- [Exercise details]:
From the records below, return every line containing the word "push".

Collected data entries:

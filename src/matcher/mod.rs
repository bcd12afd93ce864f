//! Pattern matching for 20-byte addresses (hex nibbles).

mod pattern;

pub use pattern::{MatchResult, Pattern, PatternError};
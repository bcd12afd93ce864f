use std::fmt;
use std::str::FromStr;

use crate::crypto::Address;

/// 32-byte transaction hash.
#[derive(Clone, Copy, PartialEq, Eq, Hash, Default)]
pub struct TxHash(pub [u8; 32]);

impl FromStr for TxHash {
    type Err = hex::FromHexError;

    fn from_str(s: &str) -> Result<Self, Self::Err> {
        let h = s.trim().strip_prefix("0x").unwrap_or(s.trim());
        let mut bytes = [0u8; 32];
        hex::decode_to_slice(h, &mut bytes)?;
        Ok(Self(bytes))
    }
}

impl fmt::Display for TxHash {
    fn fmt(&self, f: &mut fmt::Formatter<'_>) -> fmt::Result {
        write!(f, "0x{}", hex::encode(self.0))
    }
}

impl fmt::Debug for TxHash {
    fn fmt(&self, f: &mut fmt::Formatter<'_>) -> fmt::Result {
        write!(f, "TxHash({self})")
    }
}

impl From<alloy_primitives::B256> for TxHash {
    fn from(hash: alloy_primitives::B256) -> Self {
        Self(hash.0)
    }
}

impl From<TxHash> for alloy_primitives::B256 {
    fn from(hash: TxHash) -> Self {
        Self::new(hash.0)
    }
}

/// The parts of a mined transaction needed to replay it elsewhere.
#[derive(Debug, Clone, PartialEq, Eq)]
pub struct TransactionRecord {
    pub hash: TxHash,
    pub from: Address,
    /// `None` for contract creations, which cannot be replayed as a call.
    pub to: Option<Address>,
    pub input: Vec<u8>,
    pub value: u128,
}

/// A call or transaction to send; `from: None` leaves the sender to the node.
#[derive(Debug, Clone, PartialEq, Eq)]
pub struct TransactionRequest {
    pub from: Option<Address>,
    pub to: Address,
    pub data: Vec<u8>,
    pub value: u128,
}
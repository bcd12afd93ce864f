//! Worker pool for parallel salt search.

use std::sync::Arc;
use std::thread::{self, JoinHandle};
use std::time::{Duration, Instant};

use crossbeam_channel::{bounded, Receiver};
use tracing::{debug, warn};

use crate::search::{CancelToken, SaltSearch, SearchMatch};

use super::cpu::{CpuWorker, WorkerStats};

/// A match delivered by one of the pool's workers.
#[derive(Debug, Clone, Copy, PartialEq, Eq)]
pub struct PoolMatch {
    pub found: SearchMatch,
    pub worker_id: usize,
}

/// Runs the same probe as [`SaltSearch::find_address`] on several OS threads.
pub struct WorkerPool {
    num_workers: usize,
    handles: Option<Vec<JoinHandle<()>>>,
    result_rx: Receiver<PoolMatch>,
    cancel: CancelToken,
    stats: Arc<WorkerStats>,
    start_time: Instant,
}

impl WorkerPool {
    pub fn new(num_workers: usize, search: SaltSearch, initializer: &[u8]) -> std::io::Result<Self> {
        let (result_tx, result_rx) = bounded(100);
        let cancel = CancelToken::new();
        let stats = Arc::new(WorkerStats::new());

        let mut handles = Vec::with_capacity(num_workers);
        for id in 0..num_workers {
            let worker = CpuWorker::new(
                id,
                search.clone(),
                initializer,
                result_tx.clone(),
                cancel.clone(),
                stats.clone(),
            );
            let handle = thread::Builder::new()
                .name(format!("multisafe-worker-{id}"))
                .spawn(move || worker.run());
            match handle {
                Ok(h) => handles.push(h),
                Err(err) => {
                    cancel.cancel();
                    for h in handles {
                        let _ = h.join();
                    }
                    return Err(err);
                }
            }
        }
        debug!(num_workers, pattern = %search.pattern(), "worker pool started");

        Ok(Self {
            num_workers,
            handles: Some(handles),
            result_rx,
            cancel,
            stats,
            start_time: Instant::now(),
        })
    }

    pub fn wait_for_result(&self, timeout: Duration) -> Option<PoolMatch> {
        self.result_rx.recv_timeout(timeout).ok()
    }

    pub fn stop(&self) {
        self.cancel.cancel();
    }

    pub fn join(mut self) {
        self.stop();
        self.join_workers();
    }

    fn join_workers(&mut self) {
        if let Some(h) = self.handles.take() {
            for handle in h {
                // Drain results so a worker parked on a full channel can exit.
                while !handle.is_finished() {
                    let _ = self.result_rx.recv_timeout(Duration::from_millis(10));
                }
                if handle.join().is_err() {
                    warn!("search worker panicked");
                }
            }
        }
    }

    pub fn num_workers(&self) -> usize {
        self.num_workers
    }
    pub fn total_salts(&self) -> u64 {
        self.stats.total_salts()
    }
    pub fn total_matches(&self) -> u64 {
        self.stats.total_matches()
    }
    pub fn elapsed(&self) -> Duration {
        self.start_time.elapsed()
    }
    pub fn salts_per_second(&self) -> f64 {
        let t = self.elapsed().as_secs_f64();
        if t > 0.0 {
            self.total_salts() as f64 / t
        } else {
            0.0
        }
    }
    /// Token that stops every worker, e.g. from a Ctrl-C handler.
    pub fn cancel_token(&self) -> CancelToken {
        self.cancel.clone()
    }
    pub fn is_stopped(&self) -> bool {
        self.cancel.is_cancelled()
    }
}

impl Drop for WorkerPool {
    fn drop(&mut self) {
        self.stop();
        self.join_workers();
    }
}
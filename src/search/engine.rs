//! Probe-and-reject salt search.

use tracing::debug;

use crate::crypto::{
    create2_address, keccak256, proxy_init_code_hash, safe_salt, Address, SaltNonce,
};
use crate::matcher::Pattern;

use super::CancelToken;

/// An accepted salt and the address it derives.
#[derive(Debug, Clone, Copy, PartialEq, Eq)]
pub struct SearchMatch {
    pub address: Address,
    pub salt: SaltNonce,
    /// Probes spent to find it, including the accepted one.
    pub attempts: u64,
}

#[derive(Debug, Clone, Copy, PartialEq, Eq)]
pub enum SearchOutcome {
    Found(SearchMatch),
    /// Stopped by the cancel token before a match; carries the probes made.
    Cancelled { attempts: u64 },
}

impl SearchOutcome {
    pub fn found(&self) -> Option<&SearchMatch> {
        match self {
            SearchOutcome::Found(m) => Some(m),
            SearchOutcome::Cancelled { .. } => None,
        }
    }
}

/// Derives Safe proxy addresses through one factory and looks for a salt
/// whose address satisfies a [`Pattern`].
#[derive(Debug, Clone)]
pub struct SaltSearch {
    factory: Address,
    init_code_hash: [u8; 32],
    pattern: Pattern,
}

impl SaltSearch {
    pub fn new(factory: Address, init_code_hash: [u8; 32], pattern: Pattern) -> Self {
        Self {
            factory,
            init_code_hash,
            pattern,
        }
    }

    /// Builds the init code hash from the factory's proxy creation code.
    pub fn from_creation_code(
        factory: Address,
        creation_code: &[u8],
        singleton: &Address,
        pattern: Pattern,
    ) -> Self {
        Self::new(factory, proxy_init_code_hash(creation_code, singleton), pattern)
    }

    pub fn factory(&self) -> Address {
        self.factory
    }
    pub fn init_code_hash(&self) -> &[u8; 32] {
        &self.init_code_hash
    }
    pub fn pattern(&self) -> &Pattern {
        &self.pattern
    }

    /// One derivation: the address for `seed` given keccak256(initializer).
    #[inline]
    pub fn probe(&self, initializer_hash: &[u8; 32], seed: &SaltNonce) -> Address {
        let salt = safe_salt(initializer_hash, seed);
        create2_address(&self.factory, &self.init_code_hash, &salt)
    }

    pub fn predict(&self, initializer: &[u8], salt: &SaltNonce) -> Address {
        self.probe(&keccak256(initializer), salt)
    }

    /// Expert mode: take `salt` as given, no constraint check.
    pub fn pinned(&self, initializer: &[u8], salt: SaltNonce) -> SearchMatch {
        SearchMatch {
            address: self.predict(initializer, &salt),
            salt,
            attempts: 1,
        }
    }

    /// Probes `seed`, then fresh random seeds, until an address matches the
    /// pattern or `cancel` is set. Yields to the runtime after every
    /// rejected probe so cancellation and other tasks are serviced.
    pub async fn find_address(
        &self,
        initializer: &[u8],
        seed: SaltNonce,
        cancel: &CancelToken,
    ) -> SearchOutcome {
        self.find_address_with(initializer, seed, cancel, |_| {}).await
    }

    /// [`find_address`](Self::find_address), calling `on_seed` with each
    /// seed right before it is tried.
    pub async fn find_address_with(
        &self,
        initializer: &[u8],
        seed: SaltNonce,
        cancel: &CancelToken,
        mut on_seed: impl FnMut(&SaltNonce),
    ) -> SearchOutcome {
        let initializer_hash = keccak256(initializer);
        let mut seed = seed;
        let mut attempts = 0u64;

        debug!(
            factory = %self.factory,
            pattern = %self.pattern,
            difficulty = self.pattern.estimated_difficulty(),
            "starting salt search"
        );

        loop {
            if cancel.is_cancelled() {
                debug!(attempts, "salt search cancelled");
                return SearchOutcome::Cancelled { attempts };
            }

            attempts += 1;
            on_seed(&seed);
            let address = self.probe(&initializer_hash, &seed);
            if self.pattern.matches(&address).is_match() {
                debug!(%address, salt = %seed, attempts, "salt search matched");
                return SearchOutcome::Found(SearchMatch {
                    address,
                    salt: seed,
                    attempts,
                });
            }

            seed = SaltNonce::random_seed();
            tokio::task::yield_now().await;
        }
    }
}
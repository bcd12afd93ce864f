//! multisafe CLI
//!
//! `search` mines a salt nonce for a vanity Safe address and prints the deep
//! link; `status` and `deploy` take that link to other chains.

use std::process;
use std::time::Duration;

use clap::Parser;
use eyre::{eyre, Result, WrapErr};
use tracing_subscriber::EnvFilter;

use multisafe::config::{ChainArgs, Command, DeployArgs, SearchArgs};
use multisafe::rpc::{self, ChainClient, HttpClient};
use multisafe::search::SearchMatch;
use multisafe::verifier::BroadcastOutcome;
use multisafe::{
    CancelToken, Config, DeploymentLink, DeploymentTarget, FallbackHandler, InitParams,
    SafeDeployments, SaltNonce, SaltSearch, Verifier, WorkerPool,
};

#[tokio::main]
async fn main() -> Result<()> {
    tracing_subscriber::fmt()
        .with_env_filter(
            EnvFilter::try_from_default_env().unwrap_or_else(|_| EnvFilter::new("multisafe=info")),
        )
        .init();

    let config = Config::parse();

    if let Err(e) = config.validate() {
        eprintln!("Configuration error: {e}");
        process::exit(1);
    }

    let deployments = SafeDeployments::canonical();
    match config.command {
        Command::Search(args) => search(&args, &deployments).await,
        Command::Status(args) => status(&args, deployments).await,
        Command::Deploy(args) => deploy(&args, deployments).await,
    }
}

async fn search(args: &SearchArgs, deployments: &SafeDeployments) -> Result<()> {
    let singleton = deployments.resolve_singleton(args.singleton_address()?);
    let params = InitParams::with_deployments(
        deployments,
        args.owner_addresses()?,
        args.threshold,
        singleton,
        FallbackHandler::Primary,
    )?;
    let search = args.salt_search(deployments)?;
    let initializer = params.encode();

    println!("Safe Vanity Address Search");
    println!("==========================");
    println!("Owners:     {} (threshold {})", params.owners().len(), params.threshold());
    println!("Singleton:  {singleton}");
    println!("Factory:    {}", search.factory());
    println!("Init code:  0x{}", hex::encode(search.init_code_hash()));
    println!("Pattern:    {}", search.pattern());
    println!("Difficulty: {}", search.pattern().difficulty_description());
    println!();

    let found = if let Some(salt) = args.pinned_salt()? {
        Some(search.pinned(&initializer, salt))
    } else {
        let interrupt = CancelToken::new();
        {
            let interrupt = interrupt.clone();
            ctrlc::set_handler(move || interrupt.cancel()).wrap_err("set Ctrl-C handler")?;
        }
        println!("Searching... (Press Ctrl+C to stop)\n");

        if args.worker_count() > 1 {
            search_parallel(args, search, &initializer, &interrupt)?
        } else {
            search
                .find_address(&initializer, SaltNonce::random_seed(), &interrupt)
                .await
                .found()
                .copied()
        }
    };

    let Some(found) = found else {
        println!("\nStopped by user.");
        return Ok(());
    };

    let link = DeploymentLink {
        owners: params.owners().to_vec(),
        threshold: params.threshold(),
        singleton,
        salt: found.salt,
        address: found.address,
    };
    println!("=== Match ===");
    println!("Address:      {}", found.address);
    println!("Salt (hex):   0x{}", found.salt.to_hex());
    println!("Salt (dec):   {}", found.salt);
    println!("Attempts:     {}", format_number(found.attempts));
    println!("Link query:   {}", link.to_query());
    Ok(())
}

fn search_parallel(
    args: &SearchArgs,
    search: SaltSearch,
    initializer: &[u8],
    interrupt: &CancelToken,
) -> Result<Option<SearchMatch>> {
    let pool = WorkerPool::new(args.worker_count(), search, initializer)
        .wrap_err("spawn search workers")?;
    println!("Workers:    {}\n", pool.num_workers());

    let report_interval = Duration::from_secs(args.report_interval.max(1));
    let poll = Duration::from_millis(200);
    let mut since_report = Duration::ZERO;

    let found = loop {
        if let Some(result) = pool.wait_for_result(poll) {
            tracing::debug!(worker = result.worker_id, "worker found match");
            break Some(result.found);
        }
        if interrupt.is_cancelled() {
            break None;
        }
        since_report += poll;
        if since_report >= report_interval {
            since_report = Duration::ZERO;
            print_progress(&pool);
        }
    };

    println!("\n--- Final Statistics ---");
    println!("Total salts tried:  {}", format_number(pool.total_salts()));
    println!("Matches found:      {}", pool.total_matches());
    println!("Time elapsed:       {:.2}s", pool.elapsed().as_secs_f64());
    println!(
        "Average speed:      {}/s",
        format_number(pool.salts_per_second() as u64)
    );
    pool.join();
    Ok(found)
}

async fn targets(
    args: &ChainArgs,
    deployments: &SafeDeployments,
) -> Result<(DeploymentLink, Vec<HttpClient>, Vec<DeploymentTarget>)> {
    let link = args.deployment_link()?;
    match link.verify(deployments) {
        Ok(true) => {}
        Ok(false) => {
            return Err(eyre!(
                "link parameters do not derive {}",
                link.address
            ))
        }
        Err(err) => tracing::warn!(%err, "cannot re-derive link address, checking chains anyway"),
    }

    let original_tx = match (args.original_tx_hash()?, args.source_endpoint()?) {
        (Some(hash), Some(url)) => {
            let source = HttpClient::connect(url)
                .await
                .wrap_err("connect to source chain")?;
            let tx = rpc::original_transaction(&source, hash)
                .await
                .wrap_err("fetch original transaction")?;
            tracing::debug!(chain_id = source.chain_id(), %hash, "fetched original transaction");
            Some(tx)
        }
        _ => None,
    };

    let mut clients = Vec::new();
    let mut targets = Vec::new();
    for (chain_id, url) in args.endpoints()? {
        clients.push(HttpClient::new(chain_id, url));
        let mut target = link.target(chain_id);
        target.original_tx = original_tx.clone();
        targets.push(target);
    }
    Ok((link, clients, targets))
}

async fn status(args: &ChainArgs, deployments: SafeDeployments) -> Result<()> {
    let (link, clients, targets) = targets(args, &deployments).await?;
    let verifier = Verifier::new(deployments);

    println!("Safe {}", link.address);
    let statuses = verifier.status_all(clients.iter().zip(targets.iter())).await;
    for (client, status) in clients.iter().zip(statuses) {
        let view = status.view();
        println!(
            "chain {:>8}  {:<24} can_deploy={} method={}",
            client.chain_id(),
            status.to_string(),
            view.can_deploy,
            view.method
        );
    }
    Ok(())
}

async fn deploy(args: &DeployArgs, deployments: SafeDeployments) -> Result<()> {
    let (link, clients, targets) = targets(&args.chains, &deployments).await?;
    let verifier = Verifier::new(deployments);

    let (client, target) = clients
        .iter()
        .zip(targets.iter())
        .find(|(client, _)| client.chain_id() == args.chain)
        .ok_or_else(|| eyre!("no --rpc entry for chain {}", args.chain))?;

    let fee = args.fee()?;
    let report = verifier
        .deploy(client, target, fee.as_ref(), args.sender()?)
        .await?;

    match &report.outcome {
        BroadcastOutcome::Confirmed(hash) => println!("Deployed {} in {hash}", link.address),
        BroadcastOutcome::Reverted(hash) => println!("Transaction {hash} reverted"),
        BroadcastOutcome::Pending(hash) => println!("Transaction {hash} still pending"),
        BroadcastOutcome::Failed(err) => println!("Broadcast failed: {err}"),
    }
    println!("Status on chain {}: {}", args.chain, report.status);
    Ok(())
}

fn print_progress(pool: &WorkerPool) {
    let salts = pool.total_salts();
    let rate = pool.salts_per_second();
    let elapsed = pool.elapsed().as_secs();
    println!(
        "[{:>4}s] Tried {} salts ({}/s)",
        elapsed,
        format_number(salts),
        format_number(rate as u64)
    );
}

fn format_number(n: u64) -> String {
    if n >= 1_000_000_000 {
        format!("{:.2}B", n as f64 / 1e9)
    } else if n >= 1_000_000 {
        format!("{:.2}M", n as f64 / 1e6)
    } else if n >= 1_000 {
        format!("{:.2}K", n as f64 / 1e3)
    } else {
        n.to_string()
    }
}
//! # multisafe
//!
//! Counterfactual multi-chain Safe addresses. Encodes the Safe `setup`
//! initializer, searches salt nonces until the CREATE2-derived proxy address
//! matches a desired prefix/suffix, and checks whether a Safe can be
//! reproduced at the same address on other chains.
//!
//! Uses the same formula as SafeProxyFactory: salt = keccak256(initializerHash || saltNonce),
//! then address = keccak256(0xff || factory || salt || initCodeHash)[12..32].
//!
//! ## Architecture
//!
//! - `initializer`: Safe `setup` call data and owner/threshold validation
//! - `search`: cooperative salt search and its single output slot
//! - `worker`: multi-threaded search pool for the CLI
//! - `verifier`: cross-chain deployability and atomic deployment
//! - `link`: deep-link query serialization of a found address
//! - `contracts`: Solidity interfaces of the Safe, factory, Disperse and Multicall3
//! - `rpc`: JSON-RPC chain access over an alloy provider

pub mod config;
pub mod contracts;
pub mod crypto;
pub mod deployments;
pub mod initializer;
pub mod link;
pub mod matcher;
pub mod rpc;
pub mod search;
pub mod verifier;
pub mod worker;

pub use config::Config;
pub use crypto::{predict_safe_address, Address, SaltNonce};
pub use deployments::{FallbackHandler, SafeDeployments};
pub use initializer::{encode_initializer, InitParams, InitializerError};
pub use link::DeploymentLink;
pub use matcher::Pattern;
pub use search::{CancelToken, SaltSearch, SearchOutcome, SearchSession, SearchState};
pub use verifier::{DeployMethod, Deployability, DeploymentStatus, DeploymentTarget, Verifier};
pub use worker::{PoolMatch, WorkerPool};
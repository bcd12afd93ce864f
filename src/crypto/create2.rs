//! Safe CREATE2 address computation.
//!
//! Matches SafeProxyFactory.createProxyWithNonce:
//!   salt = keccak256(abi.encodePacked(keccak256(initializer), saltNonce))
//!   address = CREATE2(factory, salt, keccak256(proxyCreationCode || uint256(singleton)))[12:32]

use super::{keccak256, Address, SaltNonce};

/// Computes the CREATE2 salt used by Safe: keccak256(initializer_hash || salt_nonce).
pub fn safe_salt(initializer_hash: &[u8; 32], salt_nonce: &SaltNonce) -> [u8; 32] {
    let mut preimage = [0u8; 64];
    preimage[0..32].copy_from_slice(initializer_hash);
    preimage[32..64].copy_from_slice(salt_nonce.as_bytes());
    keccak256(&preimage)
}

/// Standard CREATE2 derivation.
/// Preimage: 0xff (1) || factory (20) || salt (32) || init_code_hash (32) = 85 bytes.
pub fn create2_address(factory: &Address, init_code_hash: &[u8; 32], salt: &[u8; 32]) -> Address {
    let mut preimage = [0u8; 85];
    preimage[0] = 0xff;
    preimage[1..21].copy_from_slice(factory.as_bytes());
    preimage[21..53].copy_from_slice(salt);
    preimage[53..85].copy_from_slice(init_code_hash);

    let hash = keccak256(&preimage);
    let mut addr = [0u8; 20];
    addr.copy_from_slice(&hash[12..32]);
    Address::from_bytes(addr)
}

/// keccak256 of the proxy deployment data: creation code followed by the
/// singleton as a constructor argument.
pub fn proxy_init_code_hash(creation_code: &[u8], singleton: &Address) -> [u8; 32] {
    let mut init_code = Vec::with_capacity(creation_code.len() + 32);
    init_code.extend_from_slice(creation_code);
    init_code.extend_from_slice(&singleton.to_word());
    keccak256(&init_code)
}

/// Address the factory will deploy the proxy at for this initializer and nonce.
pub fn predict_safe_address(
    factory: &Address,
    init_code_hash: &[u8; 32],
    initializer: &[u8],
    salt_nonce: &SaltNonce,
) -> Address {
    let salt = safe_salt(&keccak256(initializer), salt_nonce);
    create2_address(factory, init_code_hash, &salt)
}

#[cfg(test)]
mod tests {
    use super::*;

    #[test]
    fn test_safe_salt_deterministic() {
        let init = [1u8; 32];
        let nonce = SaltNonce([2u8; 32]);
        assert_eq!(safe_salt(&init, &nonce), safe_salt(&init, &nonce));
        assert_ne!(safe_salt(&init, &nonce), safe_salt(&init, &SaltNonce([3u8; 32])));
    }

    /// EIP-1014 example 1: zero deployer, zero salt, init code 0x00.
    #[test]
    fn test_create2_eip1014_vector() {
        let init_code_hash = keccak256(&[0x00]);
        let addr = create2_address(&Address::ZERO, &init_code_hash, &[0u8; 32]);
        assert_eq!(addr.to_hex(), "4d1a2e2bb4f88f0250f26ffff098b0b30b26bf38");
    }

    /// EIP-1014 example 2: deployer 0xdeadbeef00..., zero salt, init code 0x00.
    #[test]
    fn test_create2_eip1014_deployer_vector() {
        let deployer: Address = "0xdeadbeef00000000000000000000000000000000".parse().unwrap();
        let addr = create2_address(&deployer, &keccak256(&[0x00]), &[0u8; 32]);
        assert_eq!(addr.to_hex(), "b928f69bb1d91cd65274e3c79d8986362984fda3");
    }

    #[test]
    fn test_init_code_hash_appends_padded_singleton() {
        let singleton: Address = "0x00000000000000000000000000000000000000aa".parse().unwrap();
        let mut expected = vec![0x60, 0x80];
        expected.extend_from_slice(&[0u8; 31]);
        expected.push(0xaa);
        assert_eq!(proxy_init_code_hash(&[0x60, 0x80], &singleton), keccak256(&expected));
    }

    #[test]
    fn test_predict_is_deterministic() {
        let factory: Address = "0xa6B71E26C5e0845f74c812102Ca7114b6a896AB2".parse().unwrap();
        let initializer = [0x01, 0x02, 0x03];
        let a1 = predict_safe_address(&factory, &[7u8; 32], &initializer, &SaltNonce::from_u64(42));
        let a2 = predict_safe_address(&factory, &[7u8; 32], &initializer, &SaltNonce::from_u64(42));
        let a3 = predict_safe_address(&factory, &[7u8; 32], &initializer, &SaltNonce::from_u64(43));
        assert_eq!(a1, a2);
        assert_ne!(a1, a3);
    }
}
//! Error types for the core domain.

use thiserror::Error;

/// Core domain error type.
#[derive(Debug, Error)]
pub enum Error {
    #[error("parse error: {0}")]
    Parse(String),

    #[error("overlapping ranges: {first} and {second}")]
    Overlap { first: String, second: String },

    #[error("invalid hash: {0}")]
    InvalidHash(String),

    #[error("invalid token: {0}")]
    InvalidToken(String),

    #[error("protocol error: {0}")]
    Protocol(String),
}

/// Result type alias for core operations.
pub type Result<T> = std::result::Result<T, Error>;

- [Response to the exercise]:
                Ok(h) => handles.push(h),
        clients.push(HttpClient::new(chain_id, url));
        targets.push(target);
        expected.push(0xaa);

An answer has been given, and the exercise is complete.